* _Problem to solve_
When the line with "Each variant carries" appears below, start repeating lines exactly, and keep going through the line with "String, reply: String"; add nothing outside that span.

Stored data
..............................
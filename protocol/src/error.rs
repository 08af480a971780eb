use serde::{self, Deserializer, Serializer};
use std::{io, sync::Arc};

use serde::{Deserialize, Serialize};
use thiserror::Error;

#[derive(Serialize, Deserialize)]
struct AnyHowError {
    description: String,
    backtrace: String,
}

#[derive(Serialize, Deserialize)]
struct IoError {
    description: String,
    kind: String,
}

fn serialize_io_error<S>(error: &Arc<io::Error>, serializer: S) -> Result<S::Ok, S::Error>
where
    S: Serializer,
{
    let to_serialize = IoError {
        description: format!("{}", error),
        kind: format!("{:?}", error.kind()),
    };
    to_serialize.serialize(serializer)
}

fn deserialize_io_error<'de, D>(deserializer: D) -> Result<Arc<io::Error>, D::Error>
where
    D: Deserializer<'de>,
{
    let ret = IoError::deserialize(deserializer)?;
    let kind = match ret.kind.as_str() {
        "NotFound" => io::ErrorKind::NotFound,
        "PermissionDenied" => io::ErrorKind::PermissionDenied,
        "TimedOut" => io::ErrorKind::TimedOut,
        "AlreadyExists" => io::ErrorKind::AlreadyExists,
        "InvalidInput" => io::ErrorKind::InvalidInput,
        _ => io::ErrorKind::Other,
    };
    Ok(Arc::new(io::Error::new(kind, ret.description)))
}

fn serialize_anyhow_error<S>(error: &Arc<anyhow::Error>, serializer: S) -> Result<S::Ok, S::Error>
where
    S: Serializer,
{
    let to_serialize = AnyHowError {
        description: error.to_string(),
        backtrace: format!("{:?}", error.backtrace()),
    };
    to_serialize.serialize(serializer)
}

fn deserialize_anyhow_error<'de, D>(deserializer: D) -> Result<Arc<anyhow::Error>, D::Error>
where
    D: Deserializer<'de>,
{
    let ret = AnyHowError::deserialize(deserializer)?;
    let ret = anyhow::Error::msg(ret.description);
    Ok(Arc::new(ret))
}

/// Low level cause of a failed connection or local file operation.
#[derive(Error, Clone, Debug, Serialize, Deserialize)]
pub enum TransportError {
    #[error("IO Error: {0}")]
    Io(
        #[serde(
            serialize_with = "serialize_io_error",
            deserialize_with = "deserialize_io_error"
        )]
        Arc<io::Error>,
    ),
    #[error("{0}")]
    Other(
        #[serde(
            serialize_with = "serialize_anyhow_error",
            deserialize_with = "deserialize_anyhow_error"
        )]
        Arc<anyhow::Error>,
    ),
}

impl From<io::Error> for TransportError {
    fn from(err: io::Error) -> Self {
        TransportError::Io(Arc::new(err))
    }
}

impl From<anyhow::Error> for TransportError {
    fn from(x: anyhow::Error) -> Self {
        TransportError::Other(Arc::new(x))
    }
}

/// Every failure reported by a session, the command table engine or a native driver.
///
/// Each variant carries the literal command, resource or driver call that failed,
/// so that a log line alone is enough to debug an instrument integration.
#[derive(Error, Debug, Clone, Serialize, Deserialize)]
pub enum Error {
    #[error("Cannot connect to `{target}`: {cause}")]
    Connection { target: String, cause: TransportError },
    #[error("No device found")]
    NoDeviceFound,
    #[error("Session is not open")]
    NotOpen,
    #[error("{what} is already open")]
    AlreadyOpen { what: String },
    #[error("Invalid option {index} for `{axis}`, valid range is 0..{len}")]
    InvalidOption {
        axis: String,
        index: i64,
        len: usize,
    },
    #[error("Malformed reply to `{command}`: {reply:?}")]
    MalformedReply { command: String, reply: String },
    #[error("Driver error {code} in `{call}`: {message}")]
    Driver {
        call: String,
        code: i32,
        message: String,
    },
    #[error("Operation not supported: {operation}")]
    NotSupported { operation: String },
    #[error("IO Error {0}")]
    Io(TransportError),
    #[error("Argument Error {0}")]
    Argument(
        #[serde(
            serialize_with = "serialize_anyhow_error",
            deserialize_with = "deserialize_anyhow_error"
        )]
        Arc<anyhow::Error>,
    ),
    #[error("Internal Error {0}")]
    Internal(
        #[serde(
            serialize_with = "serialize_anyhow_error",
            deserialize_with = "deserialize_anyhow_error"
        )]
        Arc<anyhow::Error>,
    ),
}

impl Error {
    pub fn connection<S: Into<String>, T: Into<TransportError>>(target: S, cause: T) -> Self {
        Self::Connection {
            target: target.into(),
            cause: cause.into(),
        }
    }

    pub fn driver<S: Into<String>, M: Into<String>>(call: S, code: i32, message: M) -> Self {
        Self::Driver {
            call: call.into(),
            code,
            message: message.into(),
        }
    }

    pub fn malformed_reply<S: Into<String>, R: Into<String>>(command: S, reply: R) -> Self {
        Self::MalformedReply {
            command: command.into(),
            reply: reply.into(),
        }
    }

    pub fn not_supported<S: Into<String>>(operation: S) -> Self {
        Self::NotSupported {
            operation: operation.into(),
        }
    }

    pub fn already_open<S: Into<String>>(what: S) -> Self {
        Self::AlreadyOpen { what: what.into() }
    }

    pub fn internal<T: Into<anyhow::Error>>(err: T) -> Self {
        Self::Internal(Arc::new(err.into()))
    }

    pub fn argument<T: Into<anyhow::Error>>(err: T) -> Self {
        Self::Argument(Arc::new(err.into()))
    }

    /// True for failures a caller may reasonably retry after re-opening the session.
    pub fn should_retry(&self) -> bool {
        match self {
            Error::Connection {
                cause: TransportError::Io(err),
                ..
            } => {
                err.kind() == io::ErrorKind::ConnectionReset
                    || err.kind() == io::ErrorKind::ConnectionAborted
                    || err.kind() == io::ErrorKind::BrokenPipe
                    || err.kind() == io::ErrorKind::TimedOut
            }
            Error::Connection { .. } => true,
            Error::Driver { .. } => true,
            Error::MalformedReply { .. } => true,
            _ => false,
        }
    }
}

impl From<io::Error> for Error {
    fn from(x: io::Error) -> Self {
        Error::Io(TransportError::Io(Arc::new(x)))
    }
}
..............................
* _Answer box_
/// Each variant carries the literal command, resource or driver call that failed,
/// so that a log line alone is enough to debug an instrument integration.
#[derive(Error, Debug, Clone, Serialize, Deserialize)]
pub enum Error {
    #[error("Cannot connect to `{target}`: {cause}")]
    Connection { target: String, cause: TransportError },
    #[error("No device found")]
    NoDeviceFound,
    #[error("Session is not open")]
    NotOpen,
    #[error("{what} is already open")]
    AlreadyOpen { what: String },
    #[error("Invalid option {index} for `{axis}`, valid range is 0..{len}")]
    InvalidOption {
        axis: String,
        index: i64,
        len: usize,
    },
    #[error("Malformed reply to `{command}`: {reply:?}")]
    MalformedReply { command: String, reply: String },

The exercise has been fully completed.